"God help the wretches who bought that rotten stock!" thought Lavendale. "He only knows how the blood of suicides and the tears of orphans may have stained that worthless paper—but that is Bosworth's business and not mine. She is the prettiest, sweetest soul I have seen for ages, and what would Lady Judith say if I faced her at fête or ridotto with such beauty and freshness hanging on my arm, and a fortune behind it? That proud soul would be humbled at the thought of my triumph. I shall never forget her insolence as she passed me in the Park. Her pride infected the air of London for me. I would not go back to town if she were there; but the papers tell me she is queening it at Topsparkle's Abbey in Hampshire, with a houseful of grand company, all the old Tories and out-of-office gentry flattering and fawning upon her, and manœuvring for her husband's half-dozen boroughs."

Lord Lavendale's coach was announced at ten o'clock, and the two gentlemen took their leave.

"If you have more guns than birds next October, you and your friends are welcome to my pheasants, Lord Lavendale," said the Squire, as he escorted his neighbour to the hall. "I am no sportsman, and I keep no company. I hope we shall see more of you when you come back from town."

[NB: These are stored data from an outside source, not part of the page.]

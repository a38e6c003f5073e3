//! Interchange collaborators: turning an external transformer definition into
//! a portable model description, and loading that description into an
//! executable model.
//!
//! The engine only depends on the three traits in this module. A reference
//! implementation, [`JsonInterchange`], ships with the crate so pipelines can
//! be scored without any other runtime.
//!
//! # Available Ops
//!
//! | Op | Params | Input | Output |
//! |----|--------|-------|--------|
//! | `standard_scaler` | `mean`, `std`, `withMean`, `withStd` | real or vector | same shape |
//! | `min_max_scaler` | `originalMin`, `originalMax`, `min`, `max` | real or vector | same shape |
//! | `max_abs_scaler` | `maxAbs` | real or vector | same shape |
//! | `vector_assembler` | `inputCols` | reals and vectors | vector |
//! | `linear_regression` | `coefficients`, `intercept` | real or vector | real |
//! | `logistic_regression` | `coefficients`, `intercept` | real or vector | real (probability) |

pub mod json;
pub mod ops;

use serde::{Deserialize, Serialize};
use serde_json::Value as JsonValue;

use crate::error::Result;

pub use json::{JsonInterchange, BUNDLE_FORMAT};

/// Parameter set of an external transformer, keyed by parameter name.
pub type ParamMap = serde_json::Map<String, JsonValue>;

/// Definition of a distributed-engine operator as handed over by training.
///
/// `Clone` is a deep copy: a cloned definition shares no parameter state with
/// the original.
#[derive(Clone, Debug, PartialEq, Serialize, Deserialize)]
pub struct ExternalTransformer {
    /// Operator name understood by the interpreter (e.g. `standard_scaler`).
    pub op: String,
    /// Unique id of the trained operator instance.
    pub uid: String,
    pub params: ParamMap,
}

impl ExternalTransformer {
    pub fn new(op: impl Into<String>, uid: impl Into<String>) -> Self {
        Self {
            op: op.into(),
            uid: uid.into(),
            params: ParamMap::new(),
        }
    }

    /// Set a parameter, builder style.
    pub fn with_param(mut self, key: impl Into<String>, value: impl Into<JsonValue>) -> Self {
        self.params.insert(key.into(), value.into());
        self
    }

    pub fn param(&self, key: &str) -> Option<&JsonValue> {
        self.params.get(key)
    }

    /// String value of a parameter, if set to a string.
    pub fn param_str(&self, key: &str) -> Option<&str> {
        self.params.get(key).and_then(JsonValue::as_str)
    }

    pub fn set_param(&mut self, key: impl Into<String>, value: impl Into<JsonValue>) {
        self.params.insert(key.into(), value.into());
    }
}

/// Serializes external transformer definitions into a textual model description.
pub trait InterchangeCompiler: Send + Sync {
    /// Serialize the transformer into the interchange format.
    ///
    /// # Errors
    /// Returns an error if the transformer cannot be expressed in the format.
    fn serialize(&self, transformer: &ExternalTransformer) -> Result<String>;
}

/// Loads textual model descriptions into executable models.
pub trait InterchangeInterpreter: Send + Sync {
    /// Compile a model description.
    ///
    /// # Errors
    /// Returns an error if the description is rejected.
    fn load(&self, description: &str) -> Result<Box<dyn PortableModel>>;
}

/// An executable portable model.
///
/// Input and output are JSON objects keyed by positional column names.
pub trait PortableModel: Send + Sync {
    /// Run the model on one record.
    fn transform(&self, input: &JsonValue) -> Result<JsonValue>;

    /// Operator name, for logging.
    fn op(&self) -> &str;

    /// Whether concurrent calls to [`PortableModel::transform`] are allowed.
    ///
    /// Models returning `false` are invoked one call at a time.
    fn is_reentrant(&self) -> bool {
        true
    }
}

"Nay, Mr. Bosworth, thirty miles is not an overwhelming distance. I think I shall take a leaf out of your book and oscillate 'twixt town and country. I have an old house in Bloomsbury which ought to be aired occasionally; and I have a place here that has been too long abandoned to rats and solitude. Pray do not think that you are rid of me till October."

They parted with cordial hand-shakings, and an assurance on his lordship's part that there should be no difficulty about the peninsula of meadowland.

"By Heaven, Herrick, she is an angel!" cried Lavendale, when he and his friend were snug in the coach.

"You say that of every handsome woman you meet, from a duchess to a rope-dancer," growled Herrick.

"Ay, but there are many degrees in the angelic host, and there are fallen angels, and those whose wings are but slightly smirched. This one is pure and radiant as the seraph Abdiel when he left the revolted host, and flew straight to the throne of the Eternal. She is the divinest creature I ever met—"

"Not excepting Lady Judith!"

"Come, there is nothing divine about her. We are both agreed on that point. Never from her babyhood was she as pure and childlike as this heavenly recluse. She is adorable, Herrick, and if I have any charm or power with women—"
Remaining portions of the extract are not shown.